PS: I forwarded Jim's message to one of the Belarusian Wikisourcers
On Tue, Aug 12, 2014 at 11:12 PM, Jim O'Regan <joregan(a)gmail.com> wrote:
> On 12 August 2014 17:25, Nick White <nick.white(a)durham.ac.uk> wrote:
> > Dear Wikisourcerers,
> >
> > It's good to hear from you. Wikisource is awesome, as far as I am
> > concerned.
> >
> >> One
> >> of the most serious issues was raised by the Belarusian community which
> uses 2
> >> different scripts with no commercial OCR support. This means that the
> >> volunteers have to type each word manually. We wondered if it would be
> possible
> >> to train Tesseract to recognize these old texts using the text that has
> been
> >> already typed.
> >
> > Actually, Tesseract should already have support for Russian and
> > Belarussian "out of the box"; see the 'rus' and 'bel' training data.
> >
>
> 'bel' contains Cyrillic; there is also a Latin script ('Łacinka') for
> Belarusian. (Russian is widely spoken in Belarus, but Russian texts
> would be added to the Russian Wikisource).
>
> The question I'd have for the Belarusian Wikisourcers is: can they be
> treated as having an exact mapping? (It doesn't need to be 1:1, I'm
> aware that, e.g., 'нь' maps to 'ń'). I ask because, as I remember it,
> there's very little text in Łacinka, and adapting Cyrillic material
> could be useful.
>
> > One thing that wikisource could potentially do for us would be
> > provide loads of proofread, freely reusable "ground truth" data to
> > test Tesseract with. Are there programatic ways of getting at the
> > data, for example downloading all page images and corresponding text
> > that is marked as green, for a specific language / script?
>
> They're all added to a category, so that part should be pretty easy.
>
> --
> <Sefam> Are any of the mentors around?
> <jimregan> yes, they're the ones trolling you
>
--
Etiamsi omnes, ego non
Thanks a lot for this nice answer,
A technical answer to the question:
> Are there programatic ways of getting at the data, for example downloading all page images and corresponding text that is marked as green, for a specific language / script?

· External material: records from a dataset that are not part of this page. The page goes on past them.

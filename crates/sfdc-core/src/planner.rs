//! Run planner
//!
//! Reads the clock once per run and resolves every query of an instance
//! against that single instant, so all queries share the same upper bound.
//! Template problems fail only their own query; clock problems fail the run.

use crate::error::{QueryError, RunError};
use chrono::{DateTime, Utc};
use rayon::prelude::*;
use sfdc_config::ConfigLoader;
use sfdc_query::{
    Clock, ClockError, ExtractionWindow, InstanceDefaults, QueryKey, QueryResolver, QueryTemplate,
    ResolveError, ResolvedQuery,
};
use sfdc_state::WatermarkStore;
use std::path::Path;

/// Query resolved and ready to execute
#[derive(Debug, Clone)]
pub struct PlannedQuery {
    /// Watermark key
    pub key: QueryKey,
    /// Substituted query and its window
    pub resolved: ResolvedQuery,
}

/// Query that could not be planned or run
#[derive(Debug)]
pub struct QueryFailure {
    /// Watermark key
    pub key: QueryKey,
    /// Cause
    pub error: QueryError,
}

/// Every query of one instance for one run
#[derive(Debug)]
pub struct RunPlan {
    /// Instance name
    pub instance: String,
    /// Clock reading shared by all queries
    pub now: DateTime<Utc>,
    /// Resolved queries, in configuration order
    pub planned: Vec<PlannedQuery>,
    /// Queries that failed to resolve, in configuration order
    pub failures: Vec<QueryFailure>,
}

/// Resolve every template of an instance for the current run
///
/// # Arguments
/// * `defaults` - Instance defaults
/// * `templates` - Query list, already merged
/// * `store` - Source of prior watermarks
/// * `clock` - Read exactly once
///
/// # Errors
/// `RunError::Clock` if the window arithmetic overflows for this clock reading
pub fn plan<S, C>(
    defaults: &InstanceDefaults,
    templates: &[QueryTemplate],
    store: &S,
    clock: &C,
) -> Result<RunPlan, RunError>
where
    S: WatermarkStore + ?Sized,
    C: Clock + ?Sized,
{
    let now = clock.now();
    let first_run = ExtractionWindow::compute(defaults, None, now)?;
    tracing::debug!(instance = %defaults.name, %now, window = %first_run, "planning run");

    let resolver = QueryResolver::new(defaults.clone());
    let outcomes = templates
        .par_iter()
        .map(|template| {
            let key = QueryKey::for_template(&defaults.name, template);
            plan_one(&resolver, store, key, template, now)
        })
        .collect::<Result<Vec<_>, ClockError>>()?;

    let mut planned = Vec::with_capacity(outcomes.len());
    let mut failures = Vec::new();
    for outcome in outcomes {
        match outcome {
            Ok(query) => planned.push(query),
            Err(failure) => {
                tracing::warn!(key = %failure.key, error = %failure.error, "query skipped");
                failures.push(failure);
            }
        }
    }

    tracing::info!(
        instance = %defaults.name,
        planned = planned.len(),
        failed = failures.len(),
        "run planned"
    );
    Ok(RunPlan {
        instance: defaults.name.clone(),
        now,
        planned,
        failures,
    })
}

fn plan_one<S: WatermarkStore + ?Sized>(
    resolver: &QueryResolver,
    store: &S,
    key: QueryKey,
    template: &QueryTemplate,
    now: DateTime<Utc>,
) -> Result<Result<PlannedQuery, QueryFailure>, ClockError> {
    let watermark = match store.load(&key) {
        Ok(watermark) => watermark,
        Err(e) => return Ok(Err(QueryFailure { key, error: e.into() })),
    };
    match resolver.resolve(template, watermark.as_ref(), now) {
        Ok(resolved) => Ok(Ok(PlannedQuery { key, resolved })),
        Err(ResolveError::Template(e)) => Ok(Err(QueryFailure { key, error: e.into() })),
        Err(ResolveError::Clock(e)) => Err(e),
    }
}

/// Load a configuration file and plan every instance
///
/// # Errors
/// `RunError::Config` if the configuration is invalid, `RunError::Clock`
/// if any instance's window arithmetic overflows
pub fn plan_from_config<S, C>(
    path: impl AsRef<Path>,
    store: &S,
    clock: &C,
) -> Result<Vec<RunPlan>, RunError>
where
    S: WatermarkStore + ?Sized,
    C: Clock + ?Sized,
{
    let instances = ConfigLoader::new().load(path)?;
    instances
        .iter()
        .map(|instance| plan(&instance.defaults, &instance.queries, store, clock))
        .collect()
}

Yes, you can get the list of Page: pages (the pages that contain the wikitext for a given scan image) using this API request: https://en.wikisource.org/w/api.php?action=query&generator=allpages&gapname… for en.wikisource where the Page: namespace id is 104 (this id is not the same in all Wikisources) (doc: https://www.mediawiki.org/wiki/API:Allpages )
Then you can just retrieve the content of a "green" page (the ones with "quality": 4) using this API request https://en.wikisource.org/w/api.php?action=query&prop=revisions&titles=Page… (doc: https://www.mediawiki.org/wiki/API:Properties#revisions_/_rv ).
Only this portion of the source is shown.